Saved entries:

* * * *

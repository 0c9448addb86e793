//! Record identity system using type-prefixed ULIDs

use serde::{Deserialize, Serialize};
use std::fmt;
use std::str::FromStr;
use thiserror::Error;
use ulid::Ulid;

/// Record type prefixes
#[derive(Debug, Clone, Copy, PartialEq, Eq, Hash, Serialize, Deserialize)]
#[serde(rename_all = "UPPERCASE")]
pub enum RecordPrefix {
    /// Registered user (founder or investor)
    Usr,
    /// Startup profile
    Stu,
    /// Funding request
    Frq,
}

impl RecordPrefix {
    /// Get the string representation of the prefix
    pub fn as_str(&self) -> &'static str {
        match self {
            RecordPrefix::Usr => "USR",
            RecordPrefix::Stu => "STU",
            RecordPrefix::Frq => "FRQ",
        }
    }

    /// Get all valid prefixes
    pub fn all() -> &'static [RecordPrefix] {
        &[RecordPrefix::Usr, RecordPrefix::Stu, RecordPrefix::Frq]
    }
}

impl fmt::Display for RecordPrefix {
    fn fmt(&self, f: &mut fmt::Formatter<'_>) -> fmt::Result {
        write!(f, "{}", self.as_str())
    }
}

impl FromStr for RecordPrefix {
    type Err = IdParseError;

    fn from_str(s: &str) -> Result<Self, Self::Err> {
        match s.to_uppercase().as_str() {
            "USR" => Ok(RecordPrefix::Usr),
            "STU" => Ok(RecordPrefix::Stu),
            "FRQ" => Ok(RecordPrefix::Frq),
            _ => Err(IdParseError::InvalidPrefix(s.to_string())),
        }
    }
}

/// A unique record identifier combining a type prefix and ULID
#[derive(Debug, Clone, PartialEq, Eq, Hash)]
pub struct RecordId {
    prefix: RecordPrefix,
    ulid: Ulid,
}

impl RecordId {
    /// Create a new RecordId with the given prefix
    pub fn new(prefix: RecordPrefix) -> Self {
        Self {
            prefix,
            ulid: Ulid::new(),
        }
    }

    /// Get the record prefix
    pub fn prefix(&self) -> RecordPrefix {
        self.prefix
    }

    /// Parse a RecordId, requiring a specific prefix
    pub fn parse_as(s: &str, expected: RecordPrefix) -> Result<Self, IdParseError> {
        let id: RecordId = s.parse()?;
        if id.prefix != expected {
            return Err(IdParseError::WrongPrefix {
                expected,
                found: id.prefix,
            });
        }
        Ok(id)
    }
}

impl fmt::Display for RecordId {
    fn fmt(&self, f: &mut fmt::Formatter<'_>) -> fmt::Result {
        write!(f, "{}-{}", self.prefix, self.ulid)
    }
}

impl FromStr for RecordId {
    type Err = IdParseError;

    fn from_str(s: &str) -> Result<Self, Self::Err> {
        let (prefix_str, ulid_str) = s
            .split_once('-')
            .ok_or_else(|| IdParseError::MissingDelimiter(s.to_string()))?;

        let prefix = prefix_str.parse()?;
        let ulid = Ulid::from_string(ulid_str)
            .map_err(|e| IdParseError::InvalidUlid(ulid_str.to_string(), e.to_string()))?;

        Ok(Self { prefix, ulid })
    }
}

impl Serialize for RecordId {
    fn serialize<S>(&self, serializer: S) -> Result<S::Ok, S::Error>
    where
        S: serde::Serializer,
    {
        serializer.serialize_str(&self.to_string())
    }
}

impl<'de> Deserialize<'de> for RecordId {
    fn deserialize<D>(deserializer: D) -> Result<Self, D::Error>
    where
        D: serde::Deserializer<'de>,
    {
        let s = String::deserialize(deserializer)?;
        s.parse().map_err(serde::de::Error::custom)
    }
}

/// Errors that can occur when parsing record IDs
#[derive(Debug, Error)]
pub enum IdParseError {
    #[error("invalid record prefix: '{0}' (valid: USR, STU, FRQ)")]
    InvalidPrefix(String),

    #[error("missing '-' delimiter in record ID: '{0}'")]
    MissingDelimiter(String),

    #[error("invalid ULID '{0}': {1}")]
    InvalidUlid(String, String),

    #[error("expected a {expected} ID, got a {found} ID")]
    WrongPrefix {
        expected: RecordPrefix,
        found: RecordPrefix,
    },
}

#[cfg(test)]
mod tests {
    use super::*;

    #[test]
    fn test_record_id_generation() {
        let id = RecordId::new(RecordPrefix::Frq);
        assert!(id.to_string().starts_with("FRQ-"));
        assert_eq!(id.to_string().len(), 30); // FRQ- (4) + ULID (26) = 30
    }

    #[test]
    fn test_record_id_parsing() {
        let original = RecordId::new(RecordPrefix::Usr);
        let parsed: RecordId = original.to_string().parse().unwrap();
        assert_eq!(parsed.prefix(), RecordPrefix::Usr);
        assert_eq!(original, parsed);
    }

    #[test]
    fn test_record_id_invalid_prefix() {
        let err = "XXX-01HQ3K4N5M6P7R8S9T0UVWXYZ".parse::<RecordId>().unwrap_err();
        assert!(matches!(err, IdParseError::InvalidPrefix(_)));
    }

    #[test]
    fn test_record_id_missing_delimiter() {
        let err = "USR01HQ3K4N5M6P7R8S9T0UVWXYZ".parse::<RecordId>().unwrap_err();
        assert!(matches!(err, IdParseError::MissingDelimiter(_)));
    }

    #[test]
    fn test_record_id_invalid_ulid() {
        let err = "STU-notaulid".parse::<RecordId>().unwrap_err();
        assert!(matches!(err, IdParseError::InvalidUlid(_, _)));
    }

    #[test]
    fn test_parse_as_rejects_other_prefix() {
        let id = RecordId::new(RecordPrefix::Stu).to_string();
        let err = RecordId::parse_as(&id, RecordPrefix::Usr).unwrap_err();
        assert!(matches!(err, IdParseError::WrongPrefix { .. }));
        assert!(RecordId::parse_as(&id, RecordPrefix::Stu).is_ok());
    }

    #[test]
    fn test_all_prefixes_parse() {
        for prefix in RecordPrefix::all() {
            let id = RecordId::new(*prefix);
            let parsed: RecordId = id.to_string().parse().unwrap();
            assert_eq!(parsed.prefix(), *prefix);
        }
    }
}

* * * *

Copy every entry exactly, leaving nothing out.

repository 0c9448addb86e793
//! Record identity system using type-prefixed ULIDs

use serde::{Deserialize, Serialize};
use std::fmt;
use std::str::FromStr;
use thiserror::Error;
use ulid::Ulid;

/// Record type prefixes
#[derive(Debug, Clone, Copy, PartialEq, Eq, Hash, Serialize, Deserialize)]
#[serde(rename_all = "UPPERCASE")]
pub enum RecordPrefix {
    /// Registered user (founder or investor)
    Usr,
    /// Startup profile
    Stu,
    /// Funding request
    Frq,
}

impl RecordPrefix {
    /// Get the string representation of the prefix
    pub fn as_str(&self) -> &'static str {
        match self {
            RecordPrefix::Usr => "USR",
            RecordPrefix::Stu => "STU",
            RecordPrefix::Frq => "FRQ",
        }
    }

    /// Get all valid prefixes
    pub fn all() -> &'static [RecordPrefix] {
        &[RecordPrefix::Usr, RecordPrefix::Stu, RecordPrefix::Frq]
    }
}

impl fmt::Display for RecordPrefix {
    fn fmt(&self, f: &mut fmt::Formatter<'_>) -> fmt::Result {
        write!(f, "{}", self.as_str())
    }
}

impl FromStr for RecordPrefix {
    type Err = IdParseError;

    fn from_str(s: &str) -> Result<Self, Self::Err> {
        match s.to_uppercase().as_str() {
            "USR" => Ok(RecordPrefix::Usr),
            "STU" => Ok(RecordPrefix::Stu),
            "FRQ" => Ok(RecordPrefix::Frq),
            _ => Err(IdParseError::InvalidPrefix(s.to_string())),
        }
    }
}

/// A unique record identifier combining a type prefix and ULID
#[derive(Debug, Clone, PartialEq, Eq, Hash)]
pub struct RecordId {
    prefix: RecordPrefix,
    ulid: Ulid,
}

impl RecordId {
    /// Create a new RecordId with the given prefix
    pub fn new(prefix: RecordPrefix) -> Self {
        Self {
            prefix,
            ulid: Ulid::new(),
        }
    }

    /// Get the record prefix
    pub fn prefix(&self) -> RecordPrefix {
        self.prefix
    }

    /// Parse a RecordId, requiring a specific prefix
    pub fn parse_as(s: &str, expected: RecordPrefix) -> Result<Self, IdParseError> {
        let id: RecordId = s.parse()?;
        if id.prefix != expected {
            return Err(IdParseError::WrongPrefix {
                expected,
                found: id.prefix,
            });
        }
        Ok(id)
    }
}

impl fmt::Display for RecordId {
    fn fmt(&self, f: &mut fmt::Formatter<'_>) -> fmt::Result {
        write!(f, "{}-{}", self.prefix, self.ulid)
    }
}

impl FromStr for RecordId {
    type Err = IdParseError;

    fn from_str(s: &str) -> Result<Self, Self::Err> {
        let (prefix_str, ulid_str) = s
            .split_once('-')
            .ok_or_else(|| IdParseError::MissingDelimiter(s.to_string()))?;

        let prefix = prefix_str.parse()?;
        let ulid = Ulid::from_string(ulid_str)
            .map_err(|e| IdParseError::InvalidUlid(ulid_str.to_string(), e.to_string()))?;

        Ok(Self { prefix, ulid })
    }
}

impl Serialize for RecordId {
    fn serialize<S>(&self, serializer: S) -> Result<S::Ok, S::Error>
    where
        S: serde::Serializer,
    {
        serializer.serialize_str(&self.to_string())
    }
}

impl<'de> Deserialize<'de> for RecordId {
    fn deserialize<D>(deserializer: D) -> Result<Self, D::Error>
    where
        D: serde::Deserializer<'de>,
    {
        let s = String::deserialize(deserializer)?;
        s.parse().map_err(serde::de::Error::custom)
    }
}

/// Errors that can occur when parsing record IDs
#[derive(Debug, Error)]
pub enum IdParseError {
    #[error("invalid record prefix: '{0}' (valid: USR, STU, FRQ)")]
    InvalidPrefix(String),

    #[error("missing '-' delimiter in record ID: '{0}'")]
    MissingDelimiter(String),

    #[error("invalid ULID '{0}': {1}")]
    InvalidUlid(String, String),

    #[error("expected a {expected} ID, got a {found} ID")]
    WrongPrefix {
        expected: RecordPrefix,
        found: RecordPrefix,
    },
}

#[cfg(test)]
mod tests {
    use super::*;

    #[test]
    fn test_record_id_generation() {
        let id = RecordId::new(RecordPrefix::Frq);
        assert!(id.to_string().starts_with("FRQ-"));
        assert_eq!(id.to_string().len(), 30); // FRQ- (4) + ULID (26) = 30
    }

    #[test]
    fn test_record_id_parsing() {
        let original = RecordId::new(RecordPrefix::Usr);
        let parsed: RecordId = original.to_string().parse().unwrap();
        assert_eq!(parsed.prefix(), RecordPrefix::Usr);
        assert_eq!(original, parsed);
    }

    #[test]
    fn test_record_id_invalid_prefix() {
        let err = "XXX-01HQ3K4N5M6P7R8S9T0UVWXYZ".parse::<RecordId>().unwrap_err();
        assert!(matches!(err, IdParseError::InvalidPrefix(_)));
    }

    #[test]
    fn test_record_id_missing_delimiter() {
        let err = "USR01HQ3K4N5M6P7R8S9T0UVWXYZ".parse::<RecordId>().unwrap_err();
        assert!(matches!(err, IdParseError::MissingDelimiter(_)));
    }

    #[test]
    fn test_record_id_invalid_ulid() {
        let err = "STU-notaulid".parse::<RecordId>().unwrap_err();
        assert!(matches!(err, IdParseError::InvalidUlid(_, _)));
    }

    #[test]
    fn test_parse_as_rejects_other_prefix() {
        let id = RecordId::new(RecordPrefix::Stu).to_string();
        let err = RecordId::parse_as(&id, RecordPrefix::Usr).unwrap_err();
        assert!(matches!(err, IdParseError::WrongPrefix { .. }));
        assert!(RecordId::parse_as(&id, RecordPrefix::Stu).is_ok());
    }

    #[test]
    fn test_all_prefixes_parse() {
        for prefix in RecordPrefix::all() {
            let id = RecordId::new(*prefix);
            let parsed: RecordId = id.to_string().parse().unwrap();
            assert_eq!(parsed.prefix(), *prefix);
        }
    }
}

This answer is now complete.